Starting a Robotic Surgery Program

by Dr. S. Russell Vester, MD 6. July 2013 07:53

So how do you start a robotic program? First and foremost everyone involved has to recognize that it is a program all stakeholders need to support. It is not something you can dabble in and hope to be successful. For our cardiac robotic program we started with three essential things. First, we had a surgeon that was keenly interested in developing his skills with this technology. He spent endless hours traveling to many different countries learning the ropes. Our group invested thousands of dollars in support to make this happen. Our support was both monetary and through filling in for his practice while he was traveling. This is much less of an issue nowadays since there are numerous places in this country where a surgeon can be trained on the robot. Our program is one of them. Our lead surgeon, Dr. J. Michael Smith, can teach you whatever you want to know about valve surgery with the daVinci system and Dr. Karen Gersch runs point for using the robot for coronary artery bypass grafting.

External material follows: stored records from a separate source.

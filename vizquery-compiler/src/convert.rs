//! Remapping a configuration onto another presentation type.

use vizquery_core::{
    AuthoringError, DisplaySlot, MetricInfo, PresentationConfig, PresentationType, StyleConfig,
};

use crate::slots::SlotUsage;

/// Re-express `config` as a `new_type` visualization.
///
/// Dimensions whose slot is still valid and unshared keep it. The others
/// take a substitute slot, moving on to the next unused one in list order,
/// and styling is reset to `new_type` defaults.
/// Text fields are kept.
pub fn convert_presentation_type(
    config: &PresentationConfig,
    new_type: PresentationType,
    metric: &MetricInfo,
) -> Result<PresentationConfig, AuthoringError> {
    if config.presentation_type == new_type {
        return Ok(config.clone());
    }

    for selection in &config.disaggregations {
        let allowed = metric
            .disaggregation(&selection.dimension)
            .map_or(true, |option| option.allows(new_type));
        if !allowed {
            return Err(AuthoringError::DisallowedDimension {
                dimension: selection.dimension.clone(),
                presentation_type: new_type,
            });
        }
    }

    let mut converted = config.clone();
    converted.presentation_type = new_type;
    converted.values_slot = new_type.default_values_slot();
    converted.style = StyleConfig::for_presentation_type(new_type);

    let mut usage = SlotUsage::default();
    if metric.has_multiple_values() {
        usage.claim(converted.values_slot);
    }

    // Dimensions already on a valid, unshared slot keep it; only the rest move.
    let settled: Vec<bool> = converted
        .disaggregations
        .iter()
        .map(|selection| new_type.accepts(selection.slot) && usage.claim(selection.slot))
        .collect();

    for (selection, settled) in converted.disaggregations.iter_mut().zip(settled) {
        if settled {
            continue;
        }

        let mut slot = selection.slot;
        if !new_type.accepts(slot) {
            slot = fallback_slot(new_type, slot).unwrap_or(new_type.slot_priority()[0]);
        }
        if usage.is_taken(slot) {
            if let Some(free) = next_unused_after(new_type, slot, &usage) {
                slot = free;
            }
        }
        usage.claim(slot);

        if slot != selection.slot {
            log::debug!(
                "moved {} from {} to {slot} for {new_type}",
                selection.dimension,
                selection.slot
            );
        }
        selection.slot = slot;
    }

    if converted.replicant_dimension() != config.replicant_dimension() {
        converted.selected_replicant_value = None;
    }

    Ok(converted)
}

fn fallback_slot(new_type: PresentationType, slot: DisplaySlot) -> Option<DisplaySlot> {
    match (new_type, slot) {
        (PresentationType::Table, DisplaySlot::Indicator) => Some(DisplaySlot::Col),
        (PresentationType::Table, DisplaySlot::Series) => Some(DisplaySlot::Row),
        (PresentationType::Timeseries, DisplaySlot::Indicator) => Some(DisplaySlot::Series),
        (PresentationType::Timeseries, DisplaySlot::RowGroup) => Some(DisplaySlot::Row),
        (PresentationType::Chart, DisplaySlot::RowGroup) => Some(DisplaySlot::Row),
        (PresentationType::Chart, DisplaySlot::ColGroup) => Some(DisplaySlot::Col),
        _ => None,
    }
}

// Walks the priority order starting just after `slot`, wrapping around.
fn next_unused_after(
    new_type: PresentationType,
    slot: DisplaySlot,
    usage: &SlotUsage,
) -> Option<DisplaySlot> {
    let priority = new_type.slot_priority();
    let start = priority
        .iter()
        .position(|candidate| *candidate == slot)
        .map_or(0, |index| index + 1);

    priority
        .iter()
        .cycle()
        .skip(start)
        .take(priority.len())
        .copied()
        .find(|candidate| !usage.is_taken(*candidate))
}
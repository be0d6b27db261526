//! Display slot bookkeeping: allocation, conflict detection, adding and
//! removing dimensions.

use std::collections::BTreeSet;

use vizquery_core::{
    AuthoringError, DisaggregationSelection, DisplaySlot, MetricInfo, PresentationConfig,
};

/// Slots in the order they were claimed, plus a set for lookups.
#[derive(Debug, Default)]
pub(crate) struct SlotUsage {
    order: Vec<DisplaySlot>,
    taken: BTreeSet<DisplaySlot>,
}

impl SlotUsage {
    /// Returns `false` when the slot was already taken.
    pub(crate) fn claim(&mut self, slot: DisplaySlot) -> bool {
        if self.taken.insert(slot) {
            self.order.push(slot);
            true
        } else {
            false
        }
    }

    pub(crate) fn is_taken(&self, slot: DisplaySlot) -> bool {
        self.taken.contains(&slot)
    }

    pub(crate) fn claimed(&self) -> &[DisplaySlot] {
        &self.order
    }
}

/// First slot in the presentation type's priority order that neither another
/// active dimension nor the value axis uses.
///
/// When every slot is used the first one in priority order is returned; the
/// resulting overlap shows up in [`has_conflict`].
pub fn next_available_slot(
    metric: &MetricInfo,
    config: &PresentationConfig,
    dimension: &str,
) -> DisplaySlot {
    let priority = config.presentation_type.slot_priority();
    let mut usage = SlotUsage::default();

    if metric.has_multiple_values() {
        usage.claim(config.values_slot);
    }
    for selection in config
        .disaggregations
        .iter()
        .filter(|selection| selection.dimension != dimension)
    {
        usage.claim(selection.slot);
    }

    let slot = priority
        .iter()
        .copied()
        .find(|slot| !usage.is_taken(*slot))
        .unwrap_or(priority[0]);

    log::debug!(
        "allocated {slot} to {dimension} ({} in use: {:?})",
        config.presentation_type,
        usage.claimed()
    );
    slot
}

/// Slots shared by two or more informative participants, in first-seen order.
pub fn conflicting_slots(metric: &MetricInfo, config: &PresentationConfig) -> Vec<DisplaySlot> {
    let mut usage = SlotUsage::default();
    let mut conflicts = SlotUsage::default();

    if values_axis_is_informative(metric, config) {
        usage.claim(config.values_slot);
    }
    for selection in &config.disaggregations {
        if !dimension_is_informative(config, &selection.dimension) {
            continue;
        }
        if !usage.claim(selection.slot) {
            conflicts.claim(selection.slot);
        }
    }

    conflicts.order
}

pub fn has_conflict(metric: &MetricInfo, config: &PresentationConfig) -> bool {
    !conflicting_slots(metric, config).is_empty()
}

/// Activate `dimension` on the next free slot. Already active dimensions are
/// left where they are.
pub fn add_disaggregation(
    metric: &MetricInfo,
    config: &PresentationConfig,
    dimension: &str,
) -> Result<PresentationConfig, AuthoringError> {
    let option = metric
        .disaggregation(dimension)
        .ok_or_else(|| AuthoringError::UnknownDimension {
            dimension: dimension.to_string(),
        })?;

    if !option.allows(config.presentation_type) {
        return Err(AuthoringError::DisallowedDimension {
            dimension: dimension.to_string(),
            presentation_type: config.presentation_type,
        });
    }

    let mut updated = config.clone();
    if updated.has_dimension(dimension) {
        return Ok(updated);
    }

    let slot = next_available_slot(metric, config, dimension);
    updated.disaggregations.push(DisaggregationSelection {
        dimension: dimension.to_string(),
        slot,
    });
    Ok(updated)
}

/// Deactivate `dimension`, dropping its filter and, if it was the replicant,
/// the selected replicant value.
pub fn remove_disaggregation(
    metric: &MetricInfo,
    config: &PresentationConfig,
    dimension: &str,
) -> Result<PresentationConfig, AuthoringError> {
    if metric
        .disaggregation(dimension)
        .is_some_and(|option| option.is_required)
    {
        return Err(AuthoringError::MissingRequiredDimension {
            dimension: dimension.to_string(),
        });
    }

    let mut updated = config.clone();
    if updated.replicant_dimension() == Some(dimension) {
        updated.selected_replicant_value = None;
    }
    updated
        .disaggregations
        .retain(|selection| selection.dimension != dimension);
    updated.filters.retain(|filter| filter.dimension != dimension);
    Ok(updated)
}

fn values_axis_is_informative(metric: &MetricInfo, config: &PresentationConfig) -> bool {
    metric.has_multiple_values()
        && config
            .values_filter
            .as_ref()
            .map_or(true, |kept| kept.len() > 1)
}

// A dimension filtered down to a single value has nothing left to encode.
fn dimension_is_informative(config: &PresentationConfig, dimension: &str) -> bool {
    config
        .filter_for(dimension)
        .map_or(true, |filter| filter.values.len() != 1)
}

#[cfg(test)]
mod tests {
    use super::*;
    use crate::test_support::{coverage_metric, init_logger, visits_metric};
    use pretty_assertions::assert_eq;
    use vizquery_core::{DimensionFilter, FilterValue, PeriodOption, PresentationType};

    fn chart_config() -> PresentationConfig {
        PresentationConfig::blank(PresentationType::Chart, PeriodOption::PeriodId)
    }

    fn with_dimensions(
        mut config: PresentationConfig,
        dims: &[(&str, DisplaySlot)],
    ) -> PresentationConfig {
        config.disaggregations = dims
            .iter()
            .map(|(dimension, slot)| DisaggregationSelection {
                dimension: dimension.to_string(),
                slot: *slot,
            })
            .collect();
        config
    }

    #[test]
    fn values_axis_blocks_its_slot_only_for_multi_value_metrics() {
        init_logger();
        let config = chart_config();
        assert_eq!(
            next_available_slot(&coverage_metric(), &config, "region"),
            DisplaySlot::Series
        );
        assert_eq!(
            next_available_slot(&visits_metric(), &config, "region"),
            DisplaySlot::Indicator
        );
    }

    #[test]
    fn allocation_skips_slots_held_by_other_dimensions() {
        let config = with_dimensions(
            chart_config(),
            &[
                ("region", DisplaySlot::Series),
                ("sex", DisplaySlot::Cell),
            ],
        );
        assert_eq!(
            next_available_slot(&coverage_metric(), &config, "district"),
            DisplaySlot::Row
        );
        // The dimension's own slot does not count against it.
        assert_eq!(
            next_available_slot(&coverage_metric(), &config, "sex"),
            DisplaySlot::Cell
        );
    }

    #[test]
    fn full_configuration_falls_back_to_first_slot_and_reports_conflict() {
        let metric = visits_metric();
        let config = with_dimensions(
            PresentationConfig::blank(PresentationType::Table, PeriodOption::PeriodId),
            &[
                ("region", DisplaySlot::Col),
                ("district", DisplaySlot::Row),
                ("sex", DisplaySlot::ColGroup),
                ("age_group", DisplaySlot::RowGroup),
                ("facility_type", DisplaySlot::Replicant),
            ],
        );
        assert_eq!(
            next_available_slot(&metric, &config, "indicator"),
            DisplaySlot::Col
        );

        let added = add_disaggregation(&metric, &config, "indicator").unwrap();
        assert!(has_conflict(&metric, &added));
        assert_eq!(conflicting_slots(&metric, &added), vec![DisplaySlot::Col]);
    }

    #[test]
    fn single_value_filters_do_not_conflict() {
        let metric = coverage_metric();
        let mut config = with_dimensions(
            chart_config(),
            &[
                ("region", DisplaySlot::Series),
                ("sex", DisplaySlot::Series),
            ],
        );
        assert!(has_conflict(&metric, &config));

        config.filters.push(DimensionFilter {
            dimension: "sex".to_string(),
            values: vec![FilterValue::from("female")],
        });
        assert!(!has_conflict(&metric, &config));
    }

    #[test]
    fn values_axis_counts_towards_conflicts_unless_narrowed() {
        let metric = coverage_metric();
        let mut config = with_dimensions(chart_config(), &[("region", DisplaySlot::Indicator)]);
        assert!(has_conflict(&metric, &config));

        config.values_filter = Some(vec!["numerator".to_string()]);
        assert!(!has_conflict(&metric, &config));
        assert!(!has_conflict(&visits_metric(), &config));
    }

    #[test]
    fn add_rejects_unknown_and_disallowed_dimensions() {
        let metric = coverage_metric();
        let timeseries =
            PresentationConfig::blank(PresentationType::Timeseries, PeriodOption::PeriodId);

        assert_eq!(
            add_disaggregation(&metric, &timeseries, "ward").unwrap_err(),
            AuthoringError::UnknownDimension {
                dimension: "ward".to_string()
            }
        );
        assert_eq!(
            add_disaggregation(&metric, &timeseries, "facility_type").unwrap_err(),
            AuthoringError::DisallowedDimension {
                dimension: "facility_type".to_string(),
                presentation_type: PresentationType::Timeseries,
            }
        );
    }

    #[test]
    fn adding_twice_keeps_the_original_slot() {
        let metric = coverage_metric();
        let once = add_disaggregation(&metric, &chart_config(), "sex").unwrap();
        let twice = add_disaggregation(&metric, &once, "sex").unwrap();
        assert_eq!(once, twice);
    }

    #[test]
    fn remove_clears_filter_and_replicant_selection() {
        let metric = coverage_metric();
        let mut config = with_dimensions(
            chart_config(),
            &[
                ("region", DisplaySlot::Series),
                ("district", DisplaySlot::Replicant),
            ],
        );
        config.selected_replicant_value = Some(FilterValue::from("Bole"));
        config.filters.push(DimensionFilter {
            dimension: "district".to_string(),
            values: vec![FilterValue::from("Bole"), FilterValue::from("Yeka")],
        });

        let removed = remove_disaggregation(&metric, &config, "district").unwrap();
        assert_eq!(removed.replicant_dimension(), None);
        assert_eq!(removed.selected_replicant_value, None);
        assert!(removed.filters.is_empty());

        assert_eq!(
            remove_disaggregation(&metric, &config, "region").unwrap_err(),
            AuthoringError::MissingRequiredDimension {
                dimension: "region".to_string()
            }
        );
    }
}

The second thing you need is a hospital administration that is willing to support such a venture. This support comes in a variety of forms. As I mentioned last week, this is one expensive tool. Only one company makes it so there are no competitors to help keep the lid on pricing. Each robotic system goes for between one and a half to two and a half million dollars. Each system needs a maintenance contract. These go for a solid six figures each year. Each of the two or three robotic arms has a reusable tool at its end. The ones you use the most to hold things and sew with can be used a total of twelve times. After the twelfth use the device gets locked out by the robots computer and a new one must be used. Each of these goes for about five grand. As you can see this device runs the meter pretty fast. Given this, the hospital administration has to have the financial stability to wait for its return on investment. Tough to come by in the current era when hospital operating margins are typically wafer thin.

The third essential thing is a strong referral base that is willing to help patients understand exposure to a new and developing technology. Oddly enough in the beginning the cardiologists that worked in our first robotic facility were, on average, lukewarm about referring their patients. What helped carry the day for our surgeon were all the other surgeons in our group working with their referring cardiologists to send appropriate patients to Dr. Smith. This results in a much higher volume of patients early on when the learning curve is in greatest need of reinforcement. This latter point is critical and yet is perhaps the most often overlooked.

With these things - a motivated lead surgeon, a supportive administration and a dedicated referral base - a robotic heart surgery program can be created with a high probability of producing good, consistent results. Much like a table with three legs, the absence of any one of them leads to certain failure. Make sure the hospital you decide to use knows how to make a solid piece of furniture.